The researchers from the Earlham Institute at Norwich Research Park have been working with an Australian-led consortium to sequence the koala’s genome, and believe the work to understand its genetic building blocks could ensure the species’ long-term survival.
The koala is under threat from a host of dangers including habitat loss, chlamydia and the koala retrovirus, an immuno-deficiency that makes them more susceptible to disease.
Professor Rebecca Johnson, director of the Australian Museum Research Institute, which led the project, said: “The expert contributions from the teams at the Earlham Institute were a critical component of this study.
“I’m so proud of the work this great collaboration has produced and thrilled it will be assisting future koala conservation efforts.”
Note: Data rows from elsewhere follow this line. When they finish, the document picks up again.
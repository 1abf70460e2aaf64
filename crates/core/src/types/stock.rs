//! Stock count type.

use core::fmt;

use serde::{Deserialize, Deserializer, Serialize};

/// Errors that can occur when building a [`StockCount`].
#[derive(thiserror::Error, Debug, Clone, PartialEq, Eq)]
pub enum StockError {
    /// The count is below zero.
    #[error("stock count cannot be negative (got {0})")]
    Negative(i32),
}

/// Units on hand for a product. Never negative.
#[derive(Debug, Clone, Copy, PartialEq, Eq, PartialOrd, Ord, Hash, Default, Serialize)]
#[serde(transparent)]
pub struct StockCount(i32);

impl StockCount {
    /// Create a stock count.
    ///
    /// # Errors
    ///
    /// Returns [`StockError::Negative`] for values below zero.
    pub const fn new(count: i32) -> Result<Self, StockError> {
        if count < 0 {
            return Err(StockError::Negative(count));
        }
        Ok(Self(count))
    }

    /// Get the underlying count.
    #[must_use]
    pub const fn get(self) -> i32 {
        self.0
    }

    /// Whether at least one unit is available.
    #[must_use]
    pub const fn is_available(self) -> bool {
        self.0 > 0
    }

    /// Whether `quantity` units can be supplied.
    #[must_use]
    pub fn covers(self, quantity: u32) -> bool {
        u32::try_from(self.0).is_ok_and(|on_hand| on_hand >= quantity)
    }
}

impl fmt::Display for StockCount {
    fn fmt(&self, f: &mut fmt::Formatter<'_>) -> fmt::Result {
        write!(f, "{}", self.0)
    }
}

impl TryFrom<i32> for StockCount {
    type Error = StockError;

    fn try_from(count: i32) -> Result<Self, Self::Error> {
        Self::new(count)
    }
}

impl<'de> Deserialize<'de> for StockCount {
    fn deserialize<D: Deserializer<'de>>(deserializer: D) -> Result<Self, D::Error> {
        let count = i32::deserialize(deserializer)?;
        Self::new(count).map_err(serde::de::Error::custom)
    }
}

#[cfg(feature = "postgres")]
impl sqlx::Type<sqlx::Postgres> for StockCount {
    fn type_info() -> sqlx::postgres::PgTypeInfo {
        <i32 as sqlx::Type<sqlx::Postgres>>::type_info()
    }

    fn compatible(ty: &sqlx::postgres::PgTypeInfo) -> bool {
        <i32 as sqlx::Type<sqlx::Postgres>>::compatible(ty)
    }
}

#[cfg(feature = "postgres")]
impl<'r> sqlx::Decode<'r, sqlx::Postgres> for StockCount {
    fn decode(value: sqlx::postgres::PgValueRef<'r>) -> Result<Self, sqlx::error::BoxDynError> {
        let count = <i32 as sqlx::Decode<sqlx::Postgres>>::decode(value)?;
        Ok(Self::new(count)?)
    }
}

#[cfg(feature = "postgres")]
impl sqlx::Encode<'_, sqlx::Postgres> for StockCount {
    fn encode_by_ref(
        &self,
        buf: &mut sqlx::postgres::PgArgumentBuffer,
    ) -> Result<sqlx::encode::IsNull, sqlx::error::BoxDynError> {
        <i32 as sqlx::Encode<sqlx::Postgres>>::encode_by_ref(&self.0, buf)
    }
}

#[cfg(test)]
#[allow(clippy::unwrap_used)]
mod tests {
    use super::*;

    #[test]
    fn test_rejects_negative() {
        assert_eq!(StockCount::new(-1), Err(StockError::Negative(-1)));
        assert!(serde_json::from_str::<StockCount>("-5").is_err());
    }

    #[test]
    fn test_covers() {
        let stock = StockCount::new(3).unwrap();
        assert!(stock.covers(3));
        assert!(!stock.covers(4));
        assert!(StockCount::new(0).unwrap().covers(0));
    }

    #[test]
    fn test_is_available() {
        assert!(!StockCount::default().is_available());
        assert!(StockCount::new(1).unwrap().is_available());
    }
}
The 54 scientists from 29 institutions in seven countries sequenced more than 3.4 billion DNA base pairs and 26,000 genes in the koala genome - making it slightly larger than the human genome.
Unlocking the genomic sequence gives scientists unprecedented insights into the unique biology of the koala, they say, and could offer insight into previously unknown anti-microbial genes which could be used for human health.
Earlham Institute’s Director of Science, Professor Federica di Palma, added: “This important and very successful collaboration with our partners in Australia has paved the way for future research into decoding other marsupial genomes, which will have important insights into improving conservation and better understanding health.”
Prof Katherine Belov, professor of comparative genomics and member of Earlham Institute’s scientific advisory board said: “The genome provides a springboard for the conservation of this biologically unique species.”
The survival of koalas is threatened by a loss of genetic diversity since the arrival of Europeans, as well the daily threat of being run over by cars or attacked by dogs, even in areas where they are thriving, while the persistent menace of chlamydia causes blindness and infertility in the species.
Dr Wilfried Haerty, an evolutionary genomics expert at EI who worked on the study, said: “The completion of the genome of the koala is a milestone for the study of mammal genome evolution and towards the conservation of this emblematic but threatened species.
“It is the first high-quality genome for a marsupial species, a group of species that has long been overlooked.”